> _ASSIGNMENT_
Which lines below mention "defaults"? Pick each one out.

─── RECORDS

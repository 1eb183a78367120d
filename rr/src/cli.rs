//! CLI definition

use clap::Parser;
use std::path::PathBuf;

use crate::rules::RuleVariant;

/// rr - reschedule today's tasks around the current time, blocked ranges and mood
///
/// Reads `{tasks, blockedSlots?, currentMood?, date?}` JSON and writes the new
/// schedule as a JSON array of `{id, timestamp}`.
#[derive(Debug, Parser)]
#[command(
    name = "rr",
    about = "Reschedule today's tasks with an LLM",
    version = env!("GIT_DESCRIBE"),
)]
pub struct Cli {
    /// Path to config file
    #[arg(short, long, help = "Path to config file")]
    pub config: Option<PathBuf>,

    /// Log level (TRACE, DEBUG, INFO, WARN, ERROR)
    #[arg(short = 'l', long = "log-level", help = "Log level (TRACE, DEBUG, INFO, WARN, ERROR)")]
    pub log_level: Option<String>,

    /// Read the input payload from FILE instead of stdin
    #[arg(short, long, value_name = "FILE")]
    pub input: Option<PathBuf>,

    /// Current time as HH:MM (defaults to the local clock)
    #[arg(short, long, value_name = "HH:MM")]
    pub now: Option<String>,

    /// Rule variant, overriding the config
    #[arg(long, value_enum)]
    pub variant: Option<RuleVariant>,

    /// Validate the returned schedule before printing it
    #[arg(long)]
    pub strict: bool,

    /// Print the composed prompt and exit without calling the service
    #[arg(long)]
    pub dry_run: bool,
}
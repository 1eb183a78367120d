//! LLM error types

use std::time::Duration;
use thiserror::Error;

/// Errors that can occur during LLM operations
#[derive(Debug, Error)]
pub enum LlmError {
    #[error("API key not found. Set the {0} environment variable.")]
    MissingApiKey(String),

    #[error("Unknown LLM provider: '{0}'. Supported: openai, anthropic")]
    UnknownProvider(String),

    #[error("Rate limited, retry after {retry_after:?}")]
    RateLimited { retry_after: Duration },

    #[error("API error {status}: {message}")]
    ApiError { status: u16, message: String },

    #[error("Network error: {0}")]
    Network(#[from] reqwest::Error),

    #[error("Invalid response: {0}")]
    InvalidResponse(String),
}

impl LlmError {
    /// Check if the service rejected our credentials
    pub fn is_auth_failure(&self) -> bool {
        match self {
            LlmError::MissingApiKey(_) => true,
            LlmError::ApiError { status, .. } => matches!(status, 401 | 403),
            _ => false,
        }
    }
}
//! The composed unit sent to the reasoning service

use super::Task;
use crate::rules::RuleSet;
use crate::time::{Clock, ClockRange};

/// One fully composed rescheduling request
#[derive(Debug, Clone)]
pub struct ReschedulingRequest {
    /// Tasks exactly as received
    pub tasks: Vec<Task>,

    /// Time the request was made
    pub current_time: Clock,

    /// Blocked ranges reduced to time of day
    pub blocked: Vec<ClockRange>,

    pub current_mood: Option<String>,

    /// Effective placement window
    pub window: ClockRange,

    /// Active rules
    pub rules: RuleSet,

    /// Rendered instruction text
    pub prompt: String,
}
//! Clock values and ISO-8601 helpers
//!
//! The prompt talks about the day in wall-clock terms (`HH:MM`), so every
//! datetime that reaches the composer is reduced to minutes since midnight.
//! Dates are dropped: blocked ranges and tasks are assumed to fall on "today".

use std::fmt;
use std::str::FromStr;

use chrono::{DateTime, NaiveDateTime, NaiveTime, Timelike};
use serde::{Deserialize, Deserializer, Serialize, Serializer};
use tracing::debug;

use crate::error::FormatError;

/// Minutes in a day; also the value of the exclusive `24:00` bound
pub const MINUTES_PER_DAY: u16 = 24 * 60;

const DATETIME_FORMATS: &[&str] = &[
    "%Y-%m-%dT%H:%M:%S%.f",
    "%Y-%m-%dT%H:%M",
    "%Y-%m-%d %H:%M:%S%.f",
    "%Y-%m-%d %H:%M",
];

const TIME_FORMATS: &[&str] = &["%H:%M:%S%.f", "%H:%M"];

/// A wall-clock time of day in minutes since midnight (`0..=1440`)
///
/// `24:00` is representable so that "until midnight" can be expressed as an
/// exclusive upper bound.
#[derive(Debug, Clone, Copy, PartialEq, Eq, PartialOrd, Ord, Hash)]
pub struct Clock(u16);

impl Clock {
    /// Exclusive end of the day, rendered as `24:00`
    pub const END_OF_DAY: Clock = Clock(MINUTES_PER_DAY);

    /// Default start of the working day (`09:00`)
    pub const DAY_START: Clock = Clock(9 * 60);

    /// Default end of the working day (`18:00`)
    pub const DAY_END: Clock = Clock(18 * 60);

    /// Build a clock value from hours and minutes
    pub fn from_hm(hour: u16, minute: u16) -> Option<Self> {
        if minute >= 60 {
            return None;
        }
        let total = hour.checked_mul(60)?.checked_add(minute)?;
        if total > MINUTES_PER_DAY {
            return None;
        }
        Some(Self(total))
    }

    pub fn from_time(time: NaiveTime) -> Self {
        Self((time.hour() * 60 + time.minute()) as u16)
    }

    /// The local wall clock, truncated to the minute
    pub fn now() -> Self {
        let now = chrono::Local::now().time();
        debug!(%now, "Clock::now: called");
        Self::from_time(now)
    }

    pub fn minutes(&self) -> u16 {
        self.0
    }

    /// Parse a strict `HH:MM` string (`24:00` allowed)
    pub fn parse(value: &str) -> Result<Self, FormatError> {
        debug!(%value, "Clock::parse: called");
        let (hour, minute) = value
            .trim()
            .split_once(':')
            .ok_or_else(|| FormatError::new(value, "expected HH:MM"))?;

        if hour.len() != 2 || minute.len() != 2 {
            return Err(FormatError::new(value, "expected HH:MM"));
        }

        let hour: u16 = hour.parse().map_err(|_| FormatError::new(value, "hour is not a number"))?;
        let minute: u16 = minute
            .parse()
            .map_err(|_| FormatError::new(value, "minute is not a number"))?;

        Self::from_hm(hour, minute).ok_or_else(|| FormatError::new(value, "time of day out of range"))
    }
}

impl fmt::Display for Clock {
    fn fmt(&self, f: &mut fmt::Formatter<'_>) -> fmt::Result {
        write!(f, "{:02}:{:02}", self.0 / 60, self.0 % 60)
    }
}

impl FromStr for Clock {
    type Err = FormatError;

    fn from_str(s: &str) -> Result<Self, Self::Err> {
        Self::parse(s)
    }
}

impl Serialize for Clock {
    fn serialize<S: Serializer>(&self, serializer: S) -> Result<S::Ok, S::Error> {
        serializer.collect_str(self)
    }
}

impl<'de> Deserialize<'de> for Clock {
    fn deserialize<D: Deserializer<'de>>(deserializer: D) -> Result<Self, D::Error> {
        let raw = String::deserialize(deserializer)?;
        Self::parse(&raw).map_err(serde::de::Error::custom)
    }
}

/// A half-open `[start, end)` span of the day
#[derive(Debug, Clone, Copy, PartialEq, Eq)]
pub struct ClockRange {
    pub start: Clock,
    pub end: Clock,
}

impl ClockRange {
    pub fn new(start: Clock, end: Clock) -> Self {
        Self { start, end }
    }

    /// True when the range holds no time at all
    pub fn is_empty(&self) -> bool {
        self.start >= self.end
    }

    /// True when `[start, start + length)` fits entirely inside the range
    pub fn contains_span(&self, start: i64, length: i64) -> bool {
        start >= i64::from(self.start.0) && start.saturating_add(length) <= i64::from(self.end.0)
    }

    /// True when `[start, start + length)` shares any minute with the range
    pub fn intersects_span(&self, start: i64, length: i64) -> bool {
        start < i64::from(self.end.0) && start.saturating_add(length) > i64::from(self.start.0)
    }
}

impl fmt::Display for ClockRange {
    fn fmt(&self, f: &mut fmt::Formatter<'_>) -> fmt::Result {
        write!(f, "{} - {}", self.start, self.end)
    }
}

/// Parse an ISO-8601 datetime, with or without offset or seconds
///
/// Values carrying an offset keep the wall-clock time written in them.
pub fn parse_iso8601(value: &str) -> Result<NaiveDateTime, FormatError> {
    debug!(%value, "parse_iso8601: called");
    let trimmed = value.trim();

    if let Ok(dt) = DateTime::parse_from_rfc3339(trimmed) {
        debug!("parse_iso8601: matched RFC 3339");
        return Ok(dt.naive_local());
    }

    DATETIME_FORMATS
        .iter()
        .find_map(|fmt| NaiveDateTime::parse_from_str(trimmed, fmt).ok())
        .ok_or_else(|| FormatError::new(value, "expected an ISO-8601 datetime"))
}

/// Parse either an ISO-8601 datetime or an ISO-8601 time of day into a clock value
fn parse_clock_point(value: &str) -> Result<Clock, FormatError> {
    if let Ok(dt) = parse_iso8601(value) {
        return Ok(Clock::from_time(dt.time()));
    }

    let trimmed = value.trim();
    TIME_FORMATS
        .iter()
        .find_map(|fmt| NaiveTime::parse_from_str(trimmed, fmt).ok())
        .map(Clock::from_time)
        .ok_or_else(|| FormatError::new(value, "expected an ISO-8601 datetime or time of day"))
}

/// Reduce a pair of ISO-8601 values to a clock range, dropping the date
pub fn parse_time_range(start: &str, end: &str) -> Result<ClockRange, FormatError> {
    debug!(%start, %end, "parse_time_range: called");
    Ok(ClockRange::new(parse_clock_point(start)?, parse_clock_point(end)?))
}

/// Render a range as `HH:MM - HH:MM`
///
/// Accepts the halves of an already simplified range, so applying it twice
/// yields the same text.
pub fn simplify_time_range(start: &str, end: &str) -> Result<String, FormatError> {
    parse_time_range(start, end).map(|range| range.to_string())
}

#[cfg(test)]
mod tests {
    use super::*;

    #[test]
    fn test_simplify_time_range() {
        let simplified = simplify_time_range("2025-06-11T14:00:00", "2025-06-11T14:30:00").unwrap();
        assert_eq!(simplified, "14:00 - 14:30");
    }

    #[test]
    fn test_simplify_time_range_is_idempotent() {
        let once = simplify_time_range("2025-06-11T14:00:00", "2025-06-11T14:30:00").unwrap();
        let (start, end) = once.split_once(" - ").unwrap();
        let twice = simplify_time_range(start, end).unwrap();
        assert_eq!(once, twice);
    }

    #[test]
    fn test_simplify_time_range_rejects_garbage() {
        let err = simplify_time_range("not-a-date", "2025-06-11T14:30:00").unwrap_err();
        assert_eq!(err.value, "not-a-date");

        assert!(simplify_time_range("2025-06-11T14:00:00", "").is_err());
        assert!(simplify_time_range("2025-13-45T99:00:00", "2025-06-11T14:30:00").is_err());
    }

    #[test]
    fn test_simplify_time_range_offsets_and_minutes() {
        assert_eq!(
            simplify_time_range("2025-06-11T08:05:00Z", "2025-06-11T08:50:00+02:00").unwrap(),
            "08:05 - 08:50"
        );
        assert_eq!(
            simplify_time_range("2025-06-11T16:00", "2025-06-11T17:15:30.500").unwrap(),
            "16:00 - 17:15"
        );
    }

    #[test]
    fn test_clock_parse_and_display() {
        assert_eq!(Clock::parse("09:15").unwrap().minutes(), 9 * 60 + 15);
        assert_eq!(Clock::parse("24:00").unwrap(), Clock::END_OF_DAY);
        assert_eq!(Clock::END_OF_DAY.to_string(), "24:00");
        assert_eq!(Clock::from_hm(7, 5).unwrap().to_string(), "07:05");

        assert!(Clock::parse("9:15").is_err());
        assert!(Clock::parse("24:01").is_err());
        assert!(Clock::parse("12:60").is_err());
        assert!(Clock::parse("noon").is_err());
    }

    #[test]
    fn test_clock_serde_round_trip_as_string() {
        let clock: Clock = serde_yaml::from_str("\"18:00\"").unwrap();
        assert_eq!(clock, Clock::from_hm(18, 0).unwrap());
        assert_eq!(serde_json::to_string(&clock).unwrap(), "\"18:00\"");
    }

    #[test]
    fn test_clock_range_spans() {
        let range = ClockRange::new(Clock::from_hm(10, 0).unwrap(), Clock::from_hm(10, 30).unwrap());
        assert!(range.intersects_span(9 * 60 + 45, 30));
        assert!(!range.intersects_span(9 * 60, 60));
        assert!(!range.intersects_span(10 * 60 + 30, 15));
        assert!(range.contains_span(10 * 60, 30));
        assert!(!range.contains_span(10 * 60, 31));
        assert!(!range.is_empty());
    }

    #[test]
    fn test_clock_range_spans_with_huge_lengths() {
        let day = ClockRange::new(Clock::DAY_START, Clock::END_OF_DAY);
        let start = 9 * 60;
        assert!(!day.contains_span(start, 4_294_967_296));
        assert!(!day.contains_span(start, 4_294_967_000));
        assert!(!day.contains_span(start, i64::MAX));
        assert!(day.intersects_span(start, i64::MAX));

        let blocked = ClockRange::new(Clock::from_hm(10, 0).unwrap(), Clock::from_hm(10, 30).unwrap());
        assert!(blocked.intersects_span(start, 4_294_967_296));
    }

    #[test]
    fn test_parse_iso8601_accepts_common_shapes() {
        assert!(parse_iso8601("2025-06-11T08:00:00").is_ok());
        assert!(parse_iso8601("2025-06-11T08:00:00.000Z").is_ok());
        assert!(parse_iso8601("2025-06-11 08:00").is_ok());
        assert!(parse_iso8601("08:00").is_err());
    }
}
//! LLM client module for the rescheduler
//!
//! Provides one-shot completion requests with schema-constrained output.

use std::sync::Arc;

use tracing::debug;

mod anthropic;
pub mod client;
mod error;
mod openai;
mod types;

pub use anthropic::AnthropicClient;
pub use client::LlmClient;
pub use error::LlmError;
pub use openai::OpenAIClient;
pub use types::{CompletionRequest, CompletionResponse, Message, ResponseSchema, Role, StopReason, TokenUsage};

use crate::config::LlmConfig;

/// Create an LLM client based on the provider specified in config
///
/// Supports "anthropic" and "openai" providers. No credentials are read here.
pub fn create_client(config: &LlmConfig) -> Result<Arc<dyn LlmClient>, LlmError> {
    debug!(provider = %config.provider, model = %config.model(), "create_client: called");
    match config.provider.as_str() {
        "anthropic" => {
            debug!("create_client: creating Anthropic client");
            Ok(Arc::new(AnthropicClient::from_config(config)?))
        }
        "openai" => {
            debug!("create_client: creating OpenAI client");
            Ok(Arc::new(OpenAIClient::from_config(config)?))
        }
        other => {
            debug!(provider = %other, "create_client: unknown provider");
            Err(LlmError::UnknownProvider(other.to_string()))
        }
    }
}
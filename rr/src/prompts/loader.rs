//! Prompt Loader
//!
//! Loads prompt templates from files or falls back to embedded defaults.

use std::path::{Path, PathBuf};

use eyre::{Result, eyre};
use handlebars::Handlebars;
use serde::Serialize;
use tracing::{debug, info};

use super::embedded;

/// Loads and renders prompt templates
pub struct PromptLoader {
    /// Handlebars template engine
    hbs: Handlebars<'static>,
    /// User override directory (e.g., `.rescheduler/prompts/`)
    user_dir: Option<PathBuf>,
}

impl PromptLoader {
    /// Create a prompt loader that looks for overrides in `dir`
    pub fn new(dir: impl AsRef<Path>) -> Self {
        let dir = dir.as_ref();
        let exists = dir.is_dir();
        debug!(?dir, %exists, "PromptLoader::new: called");

        Self {
            hbs: Self::engine(),
            user_dir: exists.then(|| dir.to_path_buf()),
        }
    }

    /// Create a loader that only uses embedded prompts (for testing)
    pub fn embedded_only() -> Self {
        debug!("PromptLoader::embedded_only: called");
        Self {
            hbs: Self::engine(),
            user_dir: None,
        }
    }

    /// Prompts are plain text, so nothing is HTML-escaped
    fn engine() -> Handlebars<'static> {
        let mut hbs = Handlebars::new();
        hbs.register_escape_fn(handlebars::no_escape);
        hbs
    }

    /// Load a template by name
    ///
    /// Checks in order:
    /// 1. User override: `{dir}/{name}.pmt`
    /// 2. Embedded fallback
    fn load_template(&self, name: &str) -> Result<String> {
        debug!(%name, "PromptLoader::load_template: called");
        if let Some(ref user_dir) = self.user_dir {
            let path = user_dir.join(format!("{}.pmt", name));
            if path.exists() {
                debug!(?path, "PromptLoader::load_template: found in user override");
                return std::fs::read_to_string(&path)
                    .map_err(|e| eyre!("Failed to read user prompt {}: {}", path.display(), e));
            }
            debug!(?path, "PromptLoader::load_template: not found in user override");
        }

        if let Some(content) = embedded::get_embedded(name) {
            debug!(%name, "PromptLoader::load_template: found in embedded");
            return Ok(content.to_string());
        }

        Err(eyre!("Prompt template not found: {}", name))
    }

    /// Render a template with the given context
    pub fn render<T: Serialize>(&self, template_name: &str, context: &T) -> Result<String> {
        let template = self.load_template(template_name)?;
        info!("Rendering template '{}'", template_name);

        self.hbs
            .render_template(&template, context)
            .map_err(|e| eyre!("Failed to render template {}: {}", template_name, e))
    }
}
//! Placement rules sent to the reasoning service
//!
//! Nothing here is enforced locally. Rules are data: each kind knows its
//! strength and how to phrase itself, and a [`RuleVariant`] names one of the
//! rule sets the prompt has gone through. Individual kinds can be toggled on
//! top of a variant from config.

use serde::{Deserialize, Serialize};
use tracing::debug;

use crate::config::RulesConfig;
use crate::time::{Clock, ClockRange};

/// Whether the service must satisfy a rule or should merely prefer it
#[derive(Debug, Clone, Copy, PartialEq, Eq)]
pub enum Strength {
    Hard,
    Soft,
}

/// One placement rule
#[derive(Debug, Clone, Copy, PartialEq, Eq, Hash, Serialize, Deserialize)]
#[serde(rename_all = "kebab-case")]
pub enum RuleKind {
    /// Stay between the day start and the configured day end
    DayWindow,
    /// Stay between the day start and midnight
    UntilMidnight,
    /// Every task keeps its full length
    KeepLength,
    /// No two tasks overlap
    NoOverlap,
    /// Keep clear of the blocked ranges
    AvoidBlocked,
    /// Locked tasks keep their prior timestamp
    KeepLocked,
    /// "Focused" early, "Tired" late
    MoodOrdering,
    /// Short breaks between tasks when there is slack
    Breaks,
}

impl RuleKind {
    /// Every kind in rendering order
    pub const ALL: [RuleKind; 8] = [
        RuleKind::DayWindow,
        RuleKind::UntilMidnight,
        RuleKind::KeepLength,
        RuleKind::NoOverlap,
        RuleKind::AvoidBlocked,
        RuleKind::KeepLocked,
        RuleKind::MoodOrdering,
        RuleKind::Breaks,
    ];

    pub fn strength(&self) -> Strength {
        match self {
            RuleKind::MoodOrdering | RuleKind::Breaks => Strength::Soft,
            _ => Strength::Hard,
        }
    }

    pub fn is_window(&self) -> bool {
        matches!(self, RuleKind::DayWindow | RuleKind::UntilMidnight)
    }

    /// Phrase the rule for the prompt, or `None` when it has nothing to say
    fn describe(&self, ctx: &RuleContext) -> Option<String> {
        match self {
            RuleKind::DayWindow | RuleKind::UntilMidnight => Some(format!(
                "Schedule every task within today, between {} and {}.",
                ctx.window.start, ctx.window.end
            )),
            RuleKind::KeepLength => Some("Each task must be scheduled for its full `length` in minutes.".to_string()),
            RuleKind::NoOverlap => Some("The tasks must not overlap.".to_string()),
            RuleKind::AvoidBlocked => ctx
                .has_blocked
                .then(|| "No task may start, end, or run inside any of the blocked time ranges listed above.".to_string()),
            RuleKind::KeepLocked => {
                Some("Tasks with `isLocked` set to true must keep their current `timestamp`.".to_string())
            }
            RuleKind::MoodOrdering => Some(
                "Tasks with mood \"Focused\" should be scheduled earlier in the day; \
                 tasks with mood \"Tired\" should be scheduled later in the day."
                    .to_string(),
            ),
            RuleKind::Breaks => Some("Try to place short breaks (5-10 minutes) between tasks if time allows.".to_string()),
        }
    }
}

/// The rule sets the prompt has gone through, oldest first
#[derive(Debug, Clone, Copy, PartialEq, Eq, Default, Serialize, Deserialize, clap::ValueEnum)]
#[serde(rename_all = "kebab-case")]
pub enum RuleVariant {
    /// Fixed 09:00-18:00 window with mood ordering and breaks
    Base,
    /// Base plus blocked-range avoidance
    Blocked,
    /// Window runs from the current time until midnight
    CurrentTime,
    /// Current-time rules with mood left descriptive (no ordering rule)
    #[default]
    CurrentMood,
}

impl RuleVariant {
    pub fn kinds(&self) -> &'static [RuleKind] {
        debug!(?self, "RuleVariant::kinds: called");
        match self {
            RuleVariant::Base => &[
                RuleKind::DayWindow,
                RuleKind::KeepLength,
                RuleKind::NoOverlap,
                RuleKind::MoodOrdering,
                RuleKind::Breaks,
            ],
            RuleVariant::Blocked => &[
                RuleKind::DayWindow,
                RuleKind::KeepLength,
                RuleKind::NoOverlap,
                RuleKind::AvoidBlocked,
                RuleKind::MoodOrdering,
                RuleKind::Breaks,
            ],
            RuleVariant::CurrentTime => &[
                RuleKind::UntilMidnight,
                RuleKind::KeepLength,
                RuleKind::NoOverlap,
                RuleKind::AvoidBlocked,
                RuleKind::MoodOrdering,
                RuleKind::Breaks,
            ],
            RuleVariant::CurrentMood => &[
                RuleKind::UntilMidnight,
                RuleKind::KeepLength,
                RuleKind::NoOverlap,
                RuleKind::AvoidBlocked,
                RuleKind::Breaks,
            ],
        }
    }
}

/// Facts about the request that change how rules are phrased
#[derive(Debug, Clone, Copy)]
pub struct RuleContext {
    pub window: ClockRange,
    pub has_blocked: bool,
}

/// Rules rendered as prompt lines, split by strength
#[derive(Debug, Clone, Default, PartialEq, Eq, Serialize)]
pub struct RenderedRules {
    pub hard: Vec<String>,
    pub soft: Vec<String>,
}

/// The active rules for one request, in rendering order
#[derive(Debug, Clone, PartialEq, Eq)]
pub struct RuleSet {
    kinds: Vec<RuleKind>,
}

impl Default for RuleSet {
    fn default() -> Self {
        Self::from_variant(RuleVariant::default())
    }
}

impl RuleSet {
    pub fn from_variant(variant: RuleVariant) -> Self {
        Self::build(variant, &[], &[])
    }

    pub fn from_config(config: &RulesConfig) -> Self {
        debug!(?config, "RuleSet::from_config: called");
        Self::build(config.variant, &config.enable, &config.disable)
    }

    fn build(variant: RuleVariant, enable: &[RuleKind], disable: &[RuleKind]) -> Self {
        let base = variant.kinds();
        let kinds = RuleKind::ALL
            .iter()
            .copied()
            .filter(|kind| base.contains(kind) || enable.contains(kind))
            .filter(|kind| !disable.contains(kind))
            .collect();
        Self { kinds }
    }

    pub fn contains(&self, kind: RuleKind) -> bool {
        self.kinds.contains(&kind)
    }

    pub fn kinds(&self) -> &[RuleKind] {
        &self.kinds
    }

    /// Effective placement window for a request made at `now`
    ///
    /// The lower bound is never earlier than the day start nor the current
    /// time. The upper bound is the day end under the day-window rule and
    /// midnight otherwise.
    pub fn window(&self, day_start: Clock, day_end: Clock, now: Clock) -> ClockRange {
        let start = day_start.max(now);
        let end = if self.contains(RuleKind::DayWindow) {
            day_end
        } else {
            Clock::END_OF_DAY
        };
        debug!(%start, %end, "RuleSet::window: computed");
        ClockRange::new(start, end)
    }

    /// Phrase every active rule; the two window rules collapse into one line
    pub fn render(&self, ctx: &RuleContext) -> RenderedRules {
        debug!(rule_count = self.kinds.len(), "RuleSet::render: called");
        let mut rendered = RenderedRules::default();
        let mut window_done = false;

        for kind in &self.kinds {
            if kind.is_window() {
                if window_done {
                    continue;
                }
                window_done = true;
            }

            let Some(line) = kind.describe(ctx) else {
                continue;
            };

            match kind.strength() {
                Strength::Hard => rendered.hard.push(line),
                Strength::Soft => rendered.soft.push(line),
            }
        }

        rendered
    }
}
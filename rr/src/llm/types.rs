//! LLM request/response types
//!
//! Provider-agnostic shapes for a single, stateless completion call that may
//! ask for schema-constrained structured output.

use serde::{Deserialize, Serialize};
use tracing::debug;

/// A completion request - everything needed for one LLM call
#[derive(Debug, Clone)]
pub struct CompletionRequest {
    /// System prompt (may be empty)
    pub system_prompt: String,

    /// User messages (just one for a rescheduling run)
    pub messages: Vec<Message>,

    /// Max tokens for response (capped by config)
    pub max_tokens: u32,

    /// Sampling temperature
    pub temperature: f64,

    /// Schema the response must conform to, if structured output is wanted
    pub response_schema: Option<ResponseSchema>,
}

/// A message in the conversation
#[derive(Debug, Clone, Serialize, Deserialize)]
pub struct Message {
    pub role: Role,
    pub content: String,
}

impl Message {
    /// Create a user message with text content
    pub fn user(text: impl Into<String>) -> Self {
        debug!("Message::user: called");
        Self {
            role: Role::User,
            content: text.into(),
        }
    }
}

/// Message role
#[derive(Debug, Clone, Copy, PartialEq, Eq, Serialize, Deserialize)]
#[serde(rename_all = "lowercase")]
pub enum Role {
    User,
}

impl Role {
    pub fn as_str(&self) -> &'static str {
        match self {
            Role::User => "user",
        }
    }
}

/// A named JSON schema for structured output
#[derive(Debug, Clone, Serialize)]
pub struct ResponseSchema {
    pub name: String,
    pub description: String,
    pub schema: serde_json::Value,
}

impl ResponseSchema {
    pub fn new(name: impl Into<String>, description: impl Into<String>, schema: serde_json::Value) -> Self {
        let name = name.into();
        debug!(%name, "ResponseSchema::new: called");
        Self {
            name,
            description: description.into(),
            schema,
        }
    }

    /// Convert to an OpenAI `response_format` value (strict JSON schema)
    pub fn to_openai_response_format(&self) -> serde_json::Value {
        debug!(%self.name, "ResponseSchema::to_openai_response_format: called");
        serde_json::json!({
            "type": "json_schema",
            "json_schema": {
                "name": self.name,
                "description": self.description,
                "strict": true,
                "schema": self.schema,
            }
        })
    }

    /// Convert to an Anthropic tool whose input is the structured result
    pub fn to_anthropic_tool(&self) -> serde_json::Value {
        debug!(%self.name, "ResponseSchema::to_anthropic_tool: called");
        serde_json::json!({
            "name": self.name,
            "description": self.description,
            "input_schema": self.schema,
        })
    }
}

/// Response from a completion request
#[derive(Debug, Clone)]
pub struct CompletionResponse {
    /// Text content (if any)
    pub content: Option<String>,

    /// Structured payload, present only when a response schema was requested
    /// and the provider returned well-formed JSON
    pub structured: Option<serde_json::Value>,

    /// Why the model stopped
    pub stop_reason: StopReason,

    /// Token usage for cost tracking
    pub usage: TokenUsage,
}

impl CompletionResponse {
    /// A plain-text response with no structured payload
    pub fn text(content: impl Into<String>) -> Self {
        Self {
            content: Some(content.into()),
            structured: None,
            stop_reason: StopReason::EndTurn,
            usage: TokenUsage::default(),
        }
    }

    /// A response carrying a structured payload
    pub fn structured(value: serde_json::Value) -> Self {
        Self {
            content: Some(value.to_string()),
            structured: Some(value),
            stop_reason: StopReason::EndTurn,
            usage: TokenUsage::default(),
        }
    }
}

/// Why the model stopped generating
#[derive(Debug, Clone, PartialEq, Eq)]
pub enum StopReason {
    EndTurn,
    ToolUse,
    MaxTokens,
    StopSequence,
}

impl StopReason {
    /// Parse from Anthropic API stop_reason string
    pub fn from_anthropic(s: &str) -> Self {
        debug!(%s, "StopReason::from_anthropic: called");
        match s {
            "tool_use" => StopReason::ToolUse,
            "max_tokens" => StopReason::MaxTokens,
            "stop_sequence" => StopReason::StopSequence,
            _ => StopReason::EndTurn,
        }
    }

    /// Parse from OpenAI API finish_reason string
    pub fn from_openai(s: Option<&str>) -> Self {
        debug!(?s, "StopReason::from_openai: called");
        match s {
            Some("tool_calls") => StopReason::ToolUse,
            Some("length") => StopReason::MaxTokens,
            _ => StopReason::EndTurn,
        }
    }
}

/// Token usage for cost tracking
#[derive(Debug, Clone, Default)]
pub struct TokenUsage {
    pub input_tokens: u64,
    pub output_tokens: u64,
}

──────

> _RESPONSE AREA_
    /// Current time as HH:MM (defaults to the local clock)
//! Loads prompt templates from files or falls back to embedded defaults.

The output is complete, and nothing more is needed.